Snowflake: Building a CI/CD Framework with Git Integration

Written by Adam Tobin | Apr 11, 2024 12:00:00 PM

Snowflake’s Git Integration features - now in public preview - allow customers to eliminate dependencies on third-party tools and develop their CI/CD framework directly inside of their Snowflake environment.

Snowflake’s Git Integration Features

Snowflake’s Git Integration features allow customers to synchronize their remotely hosted repositories (currently Github, GitLab, Azure DevOps, and BitBucket are supported) with their Snowflake account via a special type of object called a Repository Stage. This stage object acts as a local clone inside of Snowflake, allowing users to access all of their branches, tags, and files without needing to navigate away from their Snowflake environment.

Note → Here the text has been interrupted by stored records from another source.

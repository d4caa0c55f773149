//! Error taxonomy.
//!
//! Every stage of the pipeline returns a typed error so the single boundary in
//! `main` decides how the process exits. The variants follow the failure
//! classes of a run:
//!
//! - [`ConfigError`]: bad arguments, conflicting options, missing credential
//! - [`AcquisitionError`]: the image provider could not deliver an image
//! - [`RasterError`]: a raster artifact could not be read, written or warped
//! - [`VectorError`]: the label source could not be read or the labels written
//! - [`ParseError`]: malformed coordinate input (CLI or CSV)

use std::path::PathBuf;

/// Convenience alias used across the crate.
pub type Result<T> = std::result::Result<T, Error>;

/// Umbrella error for a pipeline or batch run.
#[derive(Debug, thiserror::Error)]
pub enum Error {
    #[error("configuration error: {0}")]
    Config(#[from] ConfigError),
    #[error(transparent)]
    Acquisition(#[from] AcquisitionError),
    #[error(transparent)]
    Raster(#[from] RasterError),
    #[error(transparent)]
    Vector(#[from] VectorError),
    #[error(transparent)]
    Parse(#[from] ParseError),
}

/// Rejected before any item runs.
#[derive(Debug, thiserror::Error, PartialEq, Eq)]
pub enum ConfigError {
    #[error("conflicting arguments, cannot make labels without georeferencing the image")]
    LabelsWithoutReference,
    #[error("requires a size in the form {{L}},{{W}}, got {0:?}")]
    InvalidSize(String),
    #[error("unsupported reference system {0:?}")]
    UnsupportedSrs(String),
    #[error("API_KEY not found in {} or the process environment", .0.display())]
    MissingCredential(PathBuf),
    #[error("cannot read environment file {}: {reason}", .path.display())]
    EnvFile { path: PathBuf, reason: String },
}

/// Image provider failures.
#[derive(Debug, thiserror::Error)]
pub enum AcquisitionError {
    #[error("request error: {0}")]
    Request(#[from] reqwest::Error),
    #[error("image provider returned HTTP {status}: {body}")]
    Status { status: u16, body: String },
    #[error("cannot decode provider image: {0}")]
    Decode(#[from] image::ImageError),
}

/// Raster engine failures.
#[derive(Debug, thiserror::Error)]
pub enum RasterError {
    #[error("cannot open raster {}: {reason}", .path.display())]
    Open { path: PathBuf, reason: String },
    #[error("cannot write raster {}: {reason}", .path.display())]
    Write { path: PathBuf, reason: String },
    #[error("raster {} carries no georeference", .0.display())]
    MissingGeoreference(PathBuf),
    #[error("invalid raster: {0}")]
    InvalidData(String),
    #[error("projection failed: {0}")]
    Projection(String),
}

impl RasterError {
    pub(crate) fn open(path: impl Into<PathBuf>, reason: impl ToString) -> Self {
        Self::Open {
            path: path.into(),
            reason: reason.to_string(),
        }
    }

    pub(crate) fn write(path: impl Into<PathBuf>, reason: impl ToString) -> Self {
        Self::Write {
            path: path.into(),
            reason: reason.to_string(),
        }
    }
}

/// Vector engine failures.
#[derive(Debug, thiserror::Error)]
pub enum VectorError {
    #[error("cannot open label source {}: {reason}", .path.display())]
    Source { path: PathBuf, reason: String },
    #[error("cannot write labels {}: {reason}", .path.display())]
    Write { path: PathBuf, reason: String },
    #[error("projection failed: {0}")]
    Projection(String),
}

/// Malformed coordinate input.
#[derive(Debug, thiserror::Error, PartialEq)]
pub enum ParseError {
    #[error("{field} {value:?} is not a number")]
    NotANumber { field: &'static str, value: String },
    #[error("latitude {0} outside [-90, 90]")]
    LatitudeOutOfRange(f64),
    #[error("longitude {0} outside [-180, 180]")]
    LongitudeOutOfRange(f64),
    #[error("latitude {0} beyond the Web Mercator limit of +/-85.0511, cannot georeference")]
    BeyondWebMercator(f64),
    #[error("row {row}: expected at least two columns")]
    MissingColumn { row: usize },
    #[error("cannot read coordinates from {path}: {reason}")]
    Csv { path: String, reason: String },
}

Furthermore, this grants users the ability to schedule and deploy code releases directly from within their Snowflake environment.

How does it work?

The process of integrating GitHub repositories with Snowflake is straightforward enough. Users simply create a special type of stage object called a Repository Stage, which acts as a clone of a remote repository. Once created, users can navigate branches and directories with the LIST command, or execute the code stored within the files using the EXECUTE IMMEDIATE FROM command. In the current iteration of this feature, pushing commits from Snowflake back into the source repository is not supported.

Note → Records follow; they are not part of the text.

//! ESRI Shapefile label sources.
//!
//! Geometries come from the `.shp`, attributes from the `.dbf` next to it.
//! The reference system is read from the `.prj` sidecar when there is one;
//! without it the layer is assumed to be WGS 84.

use std::collections::HashMap;
use std::fs;
use std::path::Path;

use ::geojson::{Feature, JsonObject};
use ::shapefile::dbase::{FieldValue, Record};
use ::shapefile::Shape;
use serde_json::Value;
use tracing::{debug, trace};

use crate::error::VectorError;
use crate::geometry::Srs;

use super::LabelLayer;

/// Read every shape and record of the Shapefile at `path`.
///
/// # Errors
/// [`VectorError::Source`] if the `.shp`/`.dbf` pair cannot be read or the
/// `.prj` names a reference system that cannot be resolved.
pub fn read_layer(path: &Path) -> Result<LabelLayer, VectorError> {
    let source_error = |reason: String| VectorError::Source {
        path: path.to_path_buf(),
        reason,
    };

    let srs = read_prj(path).map_err(source_error)?;
    let mut reader =
        ::shapefile::Reader::from_path(path).map_err(|e| source_error(e.to_string()))?;

    let mut features = Vec::new();
    for entry in reader.iter_shapes_and_records() {
        let (shape, record) = entry.map_err(|e| source_error(e.to_string()))?;
        features.push(Feature {
            geometry: shape_geometry(shape),
            properties: Some(record_properties(record)),
            ..Default::default()
        });
    }

    debug!(path = %path.display(), features = features.len(), %srs, "opened shapefile");
    Ok(LabelLayer::new(features, srs))
}

fn shape_geometry(shape: Shape) -> Option<::geojson::Geometry> {
    if matches!(shape, Shape::NullShape) {
        return None;
    }
    match geo::Geometry::<f64>::try_from(shape) {
        Ok(geometry) => Some(::geojson::Geometry::new(::geojson::Value::from(&geometry))),
        Err(err) => {
            trace!(error = %err, "shape has no planar geometry");
            None
        }
    }
}

fn record_properties(record: Record) -> JsonObject {
    HashMap::<String, FieldValue>::from(record)
        .into_iter()
        .map(|(name, value)| (name, field_json(value)))
        .collect()
}

fn field_json(value: FieldValue) -> Value {
    match value {
        FieldValue::Character(Some(text)) | FieldValue::Memo(text) => Value::String(text),
        FieldValue::Numeric(Some(number)) => Value::from(number),
        FieldValue::Float(Some(number)) => Value::from(f64::from(number)),
        FieldValue::Double(number) | FieldValue::Currency(number) => Value::from(number),
        FieldValue::Integer(number) => Value::from(number),
        FieldValue::Logical(Some(flag)) => Value::Bool(flag),
        FieldValue::Date(Some(date)) => Value::String(format!(
            "{:04}-{:02}-{:02}",
            date.year(),
            date.month(),
            date.day()
        )),
        FieldValue::Character(None)
        | FieldValue::Numeric(None)
        | FieldValue::Float(None)
        | FieldValue::Logical(None)
        | FieldValue::Date(None) => Value::Null,
        other => Value::String(format!("{other:?}")),
    }
}

/// Reference system of the `.prj` next to `path`, WGS 84 if there is none.
fn read_prj(path: &Path) -> Result<Srs, String> {
    let prj = path.with_extension("prj");
    if !prj.exists() {
        debug!(path = %path.display(), "no .prj, assuming EPSG:4326");
        return Ok(Srs::WGS84);
    }
    let wkt = fs::read_to_string(&prj).map_err(|e| format!("{}: {e}", prj.display()))?;
    srs_from_wkt(&wkt)
}

/// Reference system named by a WKT definition.
///
/// The outermost `AUTHORITY["EPSG", ...]` (WKT1) or `ID["EPSG", ...]` (WKT2)
/// wins. ESRI-flavoured WKT carries no authority, so the WGS 84 geographic
/// and Web Mercator definitions are recognised by name.
fn srs_from_wkt(wkt: &str) -> Result<Srs, String> {
    let wkt = wkt.trim();
    if let Some(code) = last_epsg_authority(wkt) {
        return Srs::from_epsg(code).map_err(|e| e.to_string());
    }

    let upper = wkt.to_ascii_uppercase();
    if upper.starts_with("PROJCS[")
        && ["WEB_MERCATOR", "PSEUDO_MERCATOR", "PSEUDO-MERCATOR"]
            .iter()
            .any(|name| upper.contains(name))
    {
        return Ok(Srs::WEB_MERCATOR);
    }
    if upper.starts_with("GEOGCS[") && (upper.contains("WGS_1984") || upper.contains("WGS 84")) {
        return Ok(Srs::WGS84);
    }
    Err(format!("unsupported .prj definition {wkt:?}"))
}

fn last_epsg_authority(wkt: &str) -> Option<u16> {
    let start = wkt.rfind("\"EPSG\"")? + "\"EPSG\"".len();
    let rest = wkt[start..]
        .trim_start_matches(|c: char| c == ',' || c == '"' || c.is_whitespace());
    let digits: String = rest.chars().take_while(char::is_ascii_digit).collect();
    digits.parse().ok()
}

#[cfg(test)]
mod tests {
    use super::*;
    use crate::geometry::extent::Extent;
    use crate::geometry::GeoTransform;

    use ::shapefile::dbase::{FieldName, TableWriterBuilder};
    use ::shapefile::{Point, Writer};

    const WGS84_ESRI: &str = concat!(
        r#"GEOGCS["GCS_WGS_1984",DATUM["D_WGS_1984","#,
        r#"SPHEROID["WGS_1984",6378137.0,298.257223563]],"#,
        r#"PRIMEM["Greenwich",0.0],UNIT["Degree",0.0174532925199433]]"#,
    );

    fn write_points(path: &Path, points: &[(f64, f64, &str)]) {
        let table = TableWriterBuilder::new()
            .add_character_field(FieldName::try_from("class").unwrap(), 16);
        let mut writer = Writer::from_path(path, table).unwrap();
        for &(x, y, class) in points {
            let mut record = Record::default();
            record.insert(
                "class".to_string(),
                FieldValue::Character(Some(class.to_string())),
            );
            writer
                .write_shape_and_record(&Point::new(x, y), &record)
                .unwrap();
        }
    }

    #[test]
    fn test_wkt_authority() {
        let wkt = concat!(
            r#"PROJCS["WGS 84 / Pseudo-Mercator","#,
            r#"GEOGCS["WGS 84",AUTHORITY["EPSG","4326"]],AUTHORITY["EPSG","3857"]]"#,
        );
        assert_eq!(srs_from_wkt(wkt), Ok(Srs::WEB_MERCATOR));

        let wkt2 = r#"GEOGCRS["WGS 84",DATUM["World Geodetic System 1984"],ID["EPSG",4326]]"#;
        assert_eq!(srs_from_wkt(wkt2), Ok(Srs::WGS84));
    }

    #[test]
    fn test_esri_wkt_by_name() {
        assert_eq!(srs_from_wkt(WGS84_ESRI), Ok(Srs::WGS84));

        let mercator = concat!(
            r#"PROJCS["WGS_1984_Web_Mercator_Auxiliary_Sphere",GEOGCS["GCS_WGS_1984"],"#,
            r#"PROJECTION["Mercator_Auxiliary_Sphere"]]"#,
        );
        assert_eq!(srs_from_wkt(mercator), Ok(Srs::WEB_MERCATOR));

        assert!(srs_from_wkt(r#"PROJCS["Luzon_1911_Philippines_Zone_III"]"#).is_err());
    }

    #[test]
    fn test_read_points_with_attributes() {
        let dir = tempfile::tempdir().unwrap();
        let path = dir.path().join("labels.shp");
        write_points(&path, &[(121.0, 14.5, "building"), (10.0, 10.0, "far")]);

        let layer = read_layer(&path).unwrap();
        assert_eq!(layer.srs(), Srs::WGS84);
        assert_eq!(layer.len(), 2);

        let first = &layer.features()[0];
        assert_eq!(
            first.geometry.as_ref().map(|g| &g.value),
            Some(&::geojson::Value::Point(vec![121.0, 14.5]))
        );
        assert_eq!(first.property("class"), Some(&Value::from("building")));
    }

    #[test]
    fn test_prj_sets_layer_srs() {
        let dir = tempfile::tempdir().unwrap();
        let path = dir.path().join("labels.shp");
        write_points(&path, &[(13_469_658.0, 1_632_599.0, "building")]);
        fs::write(
            dir.path().join("labels.prj"),
            r#"PROJCS["WGS 84 / Pseudo-Mercator",AUTHORITY["EPSG","3857"]]"#,
        )
        .unwrap();

        assert_eq!(read_layer(&path).unwrap().srs(), Srs::WEB_MERCATOR);
    }

    #[test]
    fn test_clip_shapefile_layer() {
        let dir = tempfile::tempdir().unwrap();
        let path = dir.path().join("labels.shp");
        write_points(&path, &[(0.5, 0.5, "inside"), (5.0, 5.0, "outside")]);
        fs::write(dir.path().join("labels.prj"), WGS84_ESRI).unwrap();

        let extent = Extent::from_transform(
            &GeoTransform::north_up(0.0, 1.0, 0.1, -0.1),
            10,
            10,
            Srs::WGS84,
        );
        let clipped = read_layer(&path).unwrap().filter_by_extent(&extent).unwrap();
        assert_eq!(clipped.len(), 1);
        assert_eq!(
            clipped.features()[0].property("class"),
            Some(&Value::from("inside"))
        );
    }

    #[test]
    fn test_missing_shapefile() {
        let err = read_layer(Path::new("/nonexistent/labels.shp")).unwrap_err();
        assert!(matches!(err, VectorError::Source { .. }));
    }
}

The only prerequisites for creating a Git Repository Stage are a source repository and an API Integration object.

Step 1: Create an API Integration object:

CREATE OR REPLACE API INTEGRATION GIT_INTEGRATION

API_PROVIDER = git_https_api

API_ALLOWED_PREFIXES = (‘https://github.com/adammtobin’)

ENABLED = TRUE

Step 2: Create a GIT Repository Stage with the API Integration above:

CREATE OR REPLACE GIT REPOSITORY ATOBIN_GIT_REPO

API_INTEGRATION = GIT_INTEGRATION

ORIGIN = ‘https://github.com/adammtobin/snowflakedemos’

Step 3: Use the LIST command to view files in the repository, or the EXECUTE IMMEDIATE FROM command to execute the code within a file.

LIST @ATOBIN_GIT_REPO/branches/main/

EXECUTE IMMEDIATE FROM @ATOBIN_GIT_REPO/branches/main/gitint/vendors_table.sql

Note - these stage objects do not automatically refresh inside of Snowflake. They act as a clone of the source repository, so users must still pull code changes by executing the FETCH command to pull the latest updates - ALTER GIT REPOSITORY ATOBIN_GIT_REPO FETCH;

CI/CD with Git Integration.

It is critical to have a standardized process in place for deploying code changes to any higher environment. As it is nearly impossible to force compliance via a manual deployment strategy, teams often turn to third-party tools such as Jenkins for their CI/CD pipelines. These tools help ensure that all code changes go through the same checks every time and that a log is kept any time new code is released.

While the built-in features of said tools are one main reason customers utilize them, another is the simple fact that no realistic alternatives exist - until now. Git Integration Stages provide customers with the option to create their own CI/CD framework directly from Snowflake, eliminating the need to rely on external tools to deliver their code in a standardized way.

Building your CI/CD Framework in Snowflake.

For our basic framework, we will utilize the following objects:

A GitHub repository.
A Git Repository Stage object.
A deployment file.
One table and one sequence object for logging purposes.
A procedure to pull the latest updates and deploy files marked for release.

We will first create a ‘deploy.sql’ file inside of our GitHub repository that specifies which files will be deployed into our Snowflake environment. We will then create a table and sequence object for logging purposes. Finally, we will create a procedure that executes the statements contained within each file listed in our ‘deploy.sql’ file.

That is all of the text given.